Against that, what could Reagan possibly do to supplant Nixon in my heart as the Man I Loved to Hate. And Reagan covered up his ugly combination of ineptitude and god-inspired craziness with an amiable persona that suckered even those of us who thought him a terrible president. In fact, when Charlie talked to me about how destructive Reagan's presidency was, I almost wanted to defend Ronnie, for how could someone so brain-dead cause so much damage? Reagan wasn't worth my ire; Nixon, now there was someone you could sink your teeth into.
But Charlie was right: Reagan presided over some of the worst follies in recent American history. That he was more comfortable with the camera than was Nixon shouldn't matter in the end. And so it's now, with Ronnie long since lost to the world around him and now finally food for the worms, that I can finally treat Ronald Reagan with the contempt he has always deserved. Good riddance, Mr. President.
And yet ... even with all of that, Reagan is not the one to replace Nixon in my heart. Which isn't to suggest that I still believe Richard Nixon to be the worst president in my lifetime. No, Dick's place has been supplanted by our current President Bush, who combines the worst qualities of Nixon and Reagan: he's at least as corrupt as Nixon, and if possible even less concerned about the implications of that corruption than was Dick, but he's also as cluelessly inept as Reagan and, if anything, even more tied to a destructive reduction of Christianity. Bush inspires the way Nixon inspired; while Dubya has a certain charm that is reminiscent of Reagan's, it's supplemented by a smarmy arrogance that Reagan, at least, had the decency to hide. Nixon was never arrogant in this way; Nixon always seemed to hate himself almost as much as he hated the people who didn't give him due respect. But the current President Bush is completely confident that his way is the right way. That confidence, that arrogance, shows itself in Bush's trademark smirk ... this isn't the Great Communicator, for sure, it's more like the Great Smart-Ass.

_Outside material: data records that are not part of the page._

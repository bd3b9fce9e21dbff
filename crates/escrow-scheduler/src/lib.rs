mod tick;

use std::sync::Arc;

use chrono::Utc;
use escrow_messaging::MessagingClient;
use escrow_notifier::Notifier;
use escrow_service::EscrowService;
use escrow_store::Store;
use tokio::sync::watch;
use tracing::info;

pub use tick::{run_post_tick, run_verify_tick};

/// Drives the post/verify tick loop on the intervals named in the ambient
/// constants. Owns no state of its own beyond its collaborators — every
/// scheduling decision lives in [`escrow_store::Store`].
pub struct Scheduler {
    store: Arc<Store>,
    messaging: Arc<dyn MessagingClient>,
    service: Arc<EscrowService>,
    notifier: Arc<Notifier>,
}

impl Scheduler {
    pub fn new(
        store: Arc<Store>,
        messaging: Arc<dyn MessagingClient>,
        service: Arc<EscrowService>,
        notifier: Arc<Notifier>,
    ) -> Self {
        Self {
            store,
            messaging,
            service,
            notifier,
        }
    }

    /// Run both ticks until `shutdown` fires. The in-flight tick is allowed
    /// to complete — callers are expected to give this the grace period from
    /// `SHUTDOWN_GRACE_SECS` before aborting the task.
    pub async fn run(self, mut shutdown: watch::Receiver<bool>) {
        let mut post_interval =
            tokio::time::interval(std::time::Duration::from_secs(escrow_core::POST_TICK_INTERVAL_SECS));
        let mut verify_interval =
            tokio::time::interval(std::time::Duration::from_secs(escrow_core::VERIFY_TICK_INTERVAL_SECS));

        loop {
            tokio::select! {
                _ = post_interval.tick() => {
                    run_post_tick(&self.store, self.messaging.as_ref(), &self.notifier, Utc::now()).await;
                }
                _ = verify_interval.tick() => {
                    run_verify_tick(&self.store, self.messaging.as_ref(), &self.service, &self.notifier, Utc::now()).await;
                }
                _ = shutdown.changed() => {
                    if *shutdown.borrow() {
                        info!("scheduler shutting down");
                        break;
                    }
                }
            }
        }
    }
}

#[cfg(test)]
mod tests {
    use super::*;
    use chrono::Duration;
    use escrow_chain::{ChainClient, MockChainClient, Transfer};
    use escrow_core::{Channel, Deal, DealStatus, ScheduledPost, ScheduledPostStatus};
    use escrow_crypto::EscrowKey;
    use escrow_messaging::MockMessagingClient;

    fn temp_store(name: &str) -> (Arc<Store>, std::path::PathBuf) {
        use std::time::{SystemTime, UNIX_EPOCH};
        let suffix = SystemTime::now().duration_since(UNIX_EPOCH).unwrap().as_nanos();
        let dir = std::env::temp_dir().join(format!("escrow_scheduler_test_{name}_{suffix}"));
        (Arc::new(Store::open(&dir).unwrap()), dir)
    }

    fn cleanup(dir: std::path::PathBuf) {
        let _ = std::fs::remove_dir_all(dir);
    }

    fn seed_channel(store: &Store, platform_channel_id: i64) -> Channel {
        store
            .create_channel(Channel {
                id: 0,
                platform_channel_id,
                username: format!("c{platform_channel_id}"),
                display_name: "Chan".into(),
                category: "news".into(),
                price_per_post: 5.0,
                subscriber_count: 100,
                bot_is_admin: true,
                bot_can_post: true,
                verified: true,
                owner_wallet: Some("EQowner".into()),
            })
            .unwrap()
    }

    fn seed_deal(store: &Store, channel_id: u64, status: DealStatus) -> Deal {
        store
            .create_deal(Deal {
                id: 0,
                campaign_id: None,
                channel_id,
                advertiser_id: 1,
                status,
                escrow_amount: 5.0,
                advertiser_wallet: Some("EQadvertiser".into()),
                channel_owner_wallet: None,
                deposit_sender: None,
                message_id: None,
                posted_at: None,
                hold_hours: None,
                created_at: Utc::now(),
            })
            .unwrap()
    }

    #[tokio::test]
    async fn post_tick_posts_due_ad_and_advances_deal() {
        let (store, dir) = temp_store("post_due");
        let channel = seed_channel(&store, 10);
        let deal = seed_deal(&store, channel.id, DealStatus::Funded);
        store
            .create_scheduled_post(ScheduledPost {
                deal_id: deal.id,
                channel_id: channel.id,
                text: "buy my thing".into(),
                scheduled_time: Utc::now() - Duration::minutes(1),
                posted_at: None,
                message_id: None,
                hold_hours: 24,
                release_at: None,
                status: ScheduledPostStatus::Scheduled,
                last_verified: None,
            })
            .unwrap();

        let messaging = Arc::new(MockMessagingClient::new());
        let notifier = Arc::new(Notifier::new(Arc::new(NullSink)));

        run_post_tick(&store, messaging.as_ref(), &notifier, Utc::now()).await;

        let post = store.get_scheduled_post(deal.id).unwrap().unwrap();
        assert_eq!(post.status, ScheduledPostStatus::Posted);
        assert!(post.message_id.is_some());
        assert!(post.release_at.is_some());

        let deal_after = store.get_deal(deal.id).unwrap();
        assert_eq!(deal_after.status, DealStatus::Posted);
        assert_eq!(deal_after.message_id, post.message_id);
        cleanup(dir);
    }

    #[tokio::test]
    async fn post_tick_skips_post_whose_channel_was_deleted() {
        let (store, dir) = temp_store("post_missing_channel");
        let deal = seed_deal(&store, 999, DealStatus::Funded);
        store
            .create_scheduled_post(ScheduledPost {
                deal_id: deal.id,
                channel_id: 999,
                text: "buy my thing".into(),
                scheduled_time: Utc::now() - Duration::minutes(1),
                posted_at: None,
                message_id: None,
                hold_hours: 24,
                release_at: None,
                status: ScheduledPostStatus::Scheduled,
                last_verified: None,
            })
            .unwrap();

        let messaging = Arc::new(MockMessagingClient::new());
        let notifier = Arc::new(Notifier::new(Arc::new(NullSink)));

        run_post_tick(&store, messaging.as_ref(), &notifier, Utc::now()).await;

        let post = store.get_scheduled_post(deal.id).unwrap().unwrap();
        assert_eq!(post.status, ScheduledPostStatus::Scheduled);
        let deal_after = store.get_deal(deal.id).unwrap();
        assert_eq!(deal_after.status, DealStatus::Funded);
        cleanup(dir);
    }

    #[tokio::test]
    async fn verify_tick_refunds_when_message_deleted() {
        let (store, dir) = temp_store("verify_refund");
        let channel = seed_channel(&store, 12);
        let deal = seed_deal(&store, channel.id, DealStatus::Posted);
        let chain = Arc::new(MockChainClient::new(EscrowKey::generate()));
        let chain_dyn: Arc<dyn ChainClient> = chain.clone();
        let service = Arc::new(EscrowService::new(store.clone(), chain_dyn));
        let wallet = service.create_wallet(deal.id).await.unwrap();
        chain.credit(
            &wallet.address,
            Transfer {
                tx_hash: "H1".into(),
                logical_time: 1,
                timestamp: Utc::now(),
                amount: 5.0,
                source: "EQsender".into(),
                destination: wallet.address.clone(),
                comment: None,
            },
        );

        let messaging = Arc::new(MockMessagingClient::new());
        let sent = messaging.send_channel_message(12, "ad").await.unwrap();
        messaging.delete_message(12, sent.message_id);

        store
            .create_scheduled_post(ScheduledPost {
                deal_id: deal.id,
                channel_id: channel.id,
                text: "ad".into(),
                scheduled_time: Utc::now() - Duration::hours(1),
                posted_at: Some(Utc::now() - Duration::hours(1)),
                message_id: Some(sent.message_id),
                hold_hours: 24,
                release_at: Some(Utc::now() + Duration::hours(23)),
                status: ScheduledPostStatus::Posted,
                last_verified: None,
            })
            .unwrap();

        let notifier = Arc::new(Notifier::new(Arc::new(NullSink)));
        run_verify_tick(&store, messaging.as_ref(), &service, &notifier, Utc::now()).await;

        let post = store.get_scheduled_post(deal.id).unwrap().unwrap();
        assert_eq!(post.status, ScheduledPostStatus::Refunded);
        let deal_after = store.get_deal(deal.id).unwrap();
        assert_eq!(deal_after.status, DealStatus::Refunded);
        cleanup(dir);
    }

    #[tokio::test]
    async fn verify_tick_releases_once_hold_period_elapses() {
        let (store, dir) = temp_store("verify_release");
        let channel = seed_channel(&store, 13);
        let deal = seed_deal(&store, channel.id, DealStatus::Posted);
        let chain = Arc::new(MockChainClient::new(EscrowKey::generate()));
        let chain_dyn: Arc<dyn ChainClient> = chain.clone();
        let service = Arc::new(EscrowService::new(store.clone(), chain_dyn));
        let wallet = service.create_wallet(deal.id).await.unwrap();
        chain.credit(
            &wallet.address,
            Transfer {
                tx_hash: "H1".into(),
                logical_time: 1,
                timestamp: Utc::now(),
                amount: 5.0,
                source: "EQsender".into(),
                destination: wallet.address.clone(),
                comment: None,
            },
        );

        let messaging = Arc::new(MockMessagingClient::new());
        let sent = messaging.send_channel_message(13, "ad").await.unwrap();

        let now = Utc::now();
        store
            .create_scheduled_post(ScheduledPost {
                deal_id: deal.id,
                channel_id: channel.id,
                text: "ad".into(),
                scheduled_time: now - Duration::hours(25),
                posted_at: Some(now - Duration::hours(25)),
                message_id: Some(sent.message_id),
                hold_hours: 24,
                release_at: Some(now - Duration::hours(1)),
                status: ScheduledPostStatus::Posted,
                last_verified: None,
            })
            .unwrap();

        let notifier = Arc::new(Notifier::new(Arc::new(NullSink)));
        run_verify_tick(&store, messaging.as_ref(), &service, &notifier, now).await;

        let post = store.get_scheduled_post(deal.id).unwrap().unwrap();
        assert_eq!(post.status, ScheduledPostStatus::Released);
        let deal_after = store.get_deal(deal.id).unwrap();
        assert_eq!(deal_after.status, DealStatus::Completed);
        cleanup(dir);
    }

    #[tokio::test]
    async fn happy_path_pending_to_completed() {
        let (store, dir) = temp_store("happy_path");
        let channel = seed_channel(&store, 20);
        let deal = seed_deal(&store, channel.id, DealStatus::Pending);
        let chain = Arc::new(MockChainClient::new(EscrowKey::generate()));
        let chain_dyn: Arc<dyn ChainClient> = chain.clone();
        let service = Arc::new(EscrowService::new(store.clone(), chain_dyn));

        store
            .cas_deal_status(deal.id, DealStatus::Pending, DealStatus::Accepted, deal.advertiser_id, |_| {})
            .unwrap();

        let wallet = service.create_wallet(deal.id).await.unwrap();
        chain.credit(
            &wallet.address,
            Transfer {
                tx_hash: "H1".into(),
                logical_time: 1,
                timestamp: Utc::now(),
                amount: 5.0,
                source: "EQsender".into(),
                destination: wallet.address.clone(),
                comment: None,
            },
        );
        service.verify_deposit(deal.id, None).await.unwrap();
        let funded = store.get_deal(deal.id).unwrap();
        assert_eq!(funded.status, DealStatus::Funded);

        let now = Utc::now();
        store
            .create_scheduled_post(ScheduledPost {
                deal_id: deal.id,
                channel_id: channel.id,
                text: "buy my thing".into(),
                scheduled_time: now - Duration::seconds(1),
                posted_at: None,
                message_id: None,
                hold_hours: 1,
                release_at: None,
                status: ScheduledPostStatus::Scheduled,
                last_verified: None,
            })
            .unwrap();

        let messaging = Arc::new(MockMessagingClient::new());
        let notifier = Arc::new(Notifier::new(Arc::new(NullSink)));

        run_post_tick(&store, messaging.as_ref(), &notifier, now).await;
        let posted_deal = store.get_deal(deal.id).unwrap();
        assert_eq!(posted_deal.status, DealStatus::Posted);
        let post = store.get_scheduled_post(deal.id).unwrap().unwrap();
        assert_eq!(post.status, ScheduledPostStatus::Posted);

        let past_release = now + Duration::hours(2);
        run_verify_tick(&store, messaging.as_ref(), &service, &notifier, past_release).await;

        let completed = store.get_deal(deal.id).unwrap();
        assert_eq!(completed.status, DealStatus::Completed);
        let released_post = store.get_scheduled_post(deal.id).unwrap().unwrap();
        assert_eq!(released_post.status, ScheduledPostStatus::Released);
        let wallet_after = store.get_wallet_by_deal(deal.id).unwrap().unwrap();
        let txs = store.list_transactions_for_wallet(wallet_after.id).unwrap();
        assert!(txs.iter().any(|t| matches!(t.kind, escrow_core::TxKind::Release)));
        cleanup(dir);
    }

    struct NullSink;

    #[async_trait::async_trait]
    impl escrow_notifier::NotificationSink for NullSink {
        async fn deliver(&self, _user_id: escrow_core::UserId, _text: String) {}
    }
}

What a combination: arrogance, stupidity, fundamentalist intolerance, and power. That's Dubya.
And so, Ronald Reagan died, and for a moment we thought happily about how those two scourges of American life, Nixon and Reagan, were finally joined together in the ground. But a moment's happiness was all we got, because no sooner do we think about the legacy of those two putrid stains on American life then we are reminded of the greatest legacy of all: that the man who currently holds down the job of President surpasses his influential forefathers, leaving a foul and rotten odor over all of America, indeed over all of the world. Don't cry for Ronald Reagan, cry for us, for we are still alive, and so is George W. Bush.